The court found that plaintiff’s knowledge about general interest in the prison following the news stories about the mass shooter being relocated there was not sufficient to constitute constructive discovery that his photographs of that prison were being infringed. Plaintiff did not have knowledge of any infringement of his work and there was no reason for him to think, or duty for him to scour the internet to find out if, anyone was using his photographs without his consent. The court cited Wu v. John Wiley & Sons, Inc., 2015 WL 5254885 (S.D.N.Y. Sept. 10, 2015) to observe that “[i]f that were the expectation, then stock photo agencies and photographers likely would spend more money monitoring their licenses than they receive from issuing licenses.”
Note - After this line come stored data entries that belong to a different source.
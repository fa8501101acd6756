//! Terminal target evaluation.
//!
//! After all levels are analyzed, every declared target is checked against
//! the changed-file set, the lockfile dep changes, and the accumulated
//! upstream-taint map. Regular targets trigger as a whole; virtual targets
//! evaluate their changeDir entries and may emit a fine-grained file list.

use std::collections::BTreeMap;
use std::path::Path;

use globset::GlobBuilder;
use rustc_hash::{FxHashMap, FxHashSet};
use serde::Serialize;
use tracing::debug;

use crate::analyzer::{has_tainted_imports, has_tainted_imports_for_glob, BaselineSource, TaintMap};
use crate::lockfile::DepChanges;
use crate::project_config::{ChangeDir, IgnoreSet, ProjectConfig, TargetDef, TargetFilter};
use crate::selector::{find_affected_files, SelectorInput};
use crate::workspace::Workspace;

/// One triggered target. `detections` is present only for virtual targets
/// with fine-grained hits.
#[derive(Debug, Clone, Serialize, PartialEq, Eq)]
pub struct TargetHit {
    pub name: String,
    #[serde(skip_serializing_if = "Option::is_none")]
    pub detections: Option<Vec<String>>,
}

pub struct TargetContext<'a> {
    pub root: &'a Path,
    pub workspace: &'a Workspace,
    pub configs: &'a FxHashMap<String, ProjectConfig>,
    pub changed_files: &'a [String],
    /// Projects with directly changed, non-ignored files.
    pub changed_projects: &'a FxHashSet<String>,
    pub dep_changes: &'a DepChanges,
    pub upstream_taint: &'a TaintMap,
    pub include_types: bool,
    pub include_css: bool,
    pub filter: Option<&'a TargetFilter>,
    pub baseline: &'a dyn BaselineSource,
}

/// Evaluates every declared target and returns the triggered ones, sorted
/// by name.
pub fn evaluate_targets(ctx: &TargetContext) -> Vec<TargetHit> {
    let mut hits: BTreeMap<String, Option<Vec<String>>> = BTreeMap::new();

    for info in ctx.workspace.projects() {
        let Some(config) = ctx.configs.get(info.folder()) else {
            continue;
        };
        for target in &config.targets {
            match target {
                TargetDef::Target { app, .. } => {
                    let name = info.name();
                    if ctx.filter.is_some_and(|f| !f.matches(name)) {
                        continue;
                    }
                    let ignore = config.ignore_set_for(target);
                    if regular_target_triggered(ctx, info.folder(), &ignore, app.as_deref()) {
                        hits.entry(name.to_string()).or_insert(None);
                    }
                }
                TargetDef::VirtualTarget {
                    target_name,
                    change_dirs,
                    ..
                } => {
                    if ctx.filter.is_some_and(|f| !f.matches(target_name)) {
                        continue;
                    }
                    let ignore = config.ignore_set_for(target);
                    let (triggered, detections) =
                        virtual_target_triggered(ctx, info.folder(), change_dirs, &ignore);
                    if triggered {
                        let entry = hits.entry(target_name.clone()).or_insert(None);
                        if let Some(new_files) = detections {
                            match entry {
                                Some(existing) => {
                                    for file in new_files {
                                        if !existing.contains(&file) {
                                            existing.push(file);
                                        }
                                    }
                                    existing.sort();
                                }
                                None => *entry = Some(new_files),
                            }
                        }
                    }
                }
            }
        }
    }

    hits.into_iter()
        .map(|(name, detections)| TargetHit { name, detections })
        .collect()
}

/// A regular target fires when its own project changed, its lockfile deps
/// changed, its sources import tainted upstream specifiers, or its
/// corresponding app has any of those conditions.
fn regular_target_triggered(
    ctx: &TargetContext,
    folder: &str,
    ignore: &IgnoreSet,
    app: Option<&str>,
) -> bool {
    if has_direct_changes(ctx, folder, ignore) {
        debug!(folder, "target triggered by direct file changes");
        return true;
    }
    if ctx.dep_changes.get(folder).is_some_and(|d| !d.is_empty()) {
        debug!(folder, "target triggered by lockfile dep changes");
        return true;
    }
    if has_tainted_imports(ctx.root, folder, ctx.upstream_taint, ignore, ctx.include_css) {
        debug!(folder, "target triggered by tainted imports");
        return true;
    }

    if let Some(app_name) = app {
        if let Some(app_info) = ctx.workspace.project(app_name) {
            if ctx.changed_projects.contains(app_name) {
                debug!(folder, app = app_name, "target triggered by changed app");
                return true;
            }
            if ctx
                .dep_changes
                .get(app_info.folder())
                .is_some_and(|d| !d.is_empty())
            {
                debug!(folder, app = app_name, "target triggered by app lockfile deps");
                return true;
            }
            let app_ignore = IgnoreSet::default();
            if has_tainted_imports(
                ctx.root,
                app_info.folder(),
                ctx.upstream_taint,
                &app_ignore,
                ctx.include_css,
            ) {
                debug!(folder, app = app_name, "target triggered by app tainted imports");
                return true;
            }
        }
    }

    false
}

fn has_direct_changes(ctx: &TargetContext, folder: &str, ignore: &IgnoreSet) -> bool {
    let prefix = format!("{folder}/");
    ctx.changed_files.iter().any(|file| {
        file.strip_prefix(&prefix)
            .is_some_and(|rel| !ignore.is_ignored(rel))
    })
}

fn virtual_target_triggered(
    ctx: &TargetContext,
    folder: &str,
    change_dirs: &[ChangeDir],
    ignore: &IgnoreSet,
) -> (bool, Option<Vec<String>>) {
    let mut triggered = false;
    let mut detections: Vec<String> = Vec::new();

    for change_dir in change_dirs {
        let Ok(glob) = GlobBuilder::new(&change_dir.glob).literal_separator(true).build() else {
            continue;
        };
        let matcher = glob.compile_matcher();

        if change_dir.is_fine_grained() {
            let tainted_deps = ctx.dep_changes.get(folder).cloned().unwrap_or_default();
            let input = SelectorInput {
                root: ctx.root,
                project_folder: folder,
                glob: &matcher,
                changed_files: ctx.changed_files,
                upstream_taint: ctx.upstream_taint,
                tainted_deps: &tainted_deps,
                ignore,
                include_types: ctx.include_types,
                include_css: ctx.include_css,
            };
            let mut files = find_affected_files(&input, ctx.baseline);
            if let Some(filter) = &change_dir.filter {
                if let Ok(filter_glob) =
                    GlobBuilder::new(filter).literal_separator(true).build()
                {
                    let filter_matcher = filter_glob.compile_matcher();
                    files.retain(|f| filter_matcher.is_match(f));
                }
            }
            if !files.is_empty() {
                debug!(folder, glob = %change_dir.glob, count = files.len(), "fine-grained hit");
                triggered = true;
                for file in files {
                    if !detections.contains(&file) {
                        detections.push(file);
                    }
                }
            }
            continue;
        }

        // Coarse: a changed file matches the glob, or a matching source file
        // imports a tainted specifier.
        let prefix = format!("{folder}/");
        let file_hit = ctx.changed_files.iter().any(|file| {
            file.strip_prefix(&prefix)
                .is_some_and(|rel| matcher.is_match(rel) && !ignore.is_ignored(rel))
        });
        if file_hit {
            debug!(folder, glob = %change_dir.glob, "coarse hit via changed file");
            triggered = true;
            continue;
        }
        if has_tainted_imports_for_glob(
            ctx.root,
            folder,
            &matcher,
            ctx.upstream_taint,
            ignore,
            ctx.include_css,
        ) {
            debug!(folder, glob = %change_dir.glob, "coarse hit via tainted imports");
            triggered = true;
        }
    }

    if detections.is_empty() {
        (triggered, None)
    } else {
        detections.sort();
        (triggered, Some(detections))
    }
}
Masi v. Moguldom Media Group, 2019 WL 3287819 (S.D.N.Y., July 22, 2019)

Photographer’s copyright claim against officer of company over photos on website moves forward

Plaintiff, a professional photographer, sued defendant company and an individual who was its “registered agent and … officer, director, manager, and/or other genre of principal” for copyright infringement over two photographs that appeared on the defendant company’s website. The infringement claims against the individual defendant included one for vicarious infringement.

The individual defendant moved to dismiss the vicarious infringement claim. The court denied the motion.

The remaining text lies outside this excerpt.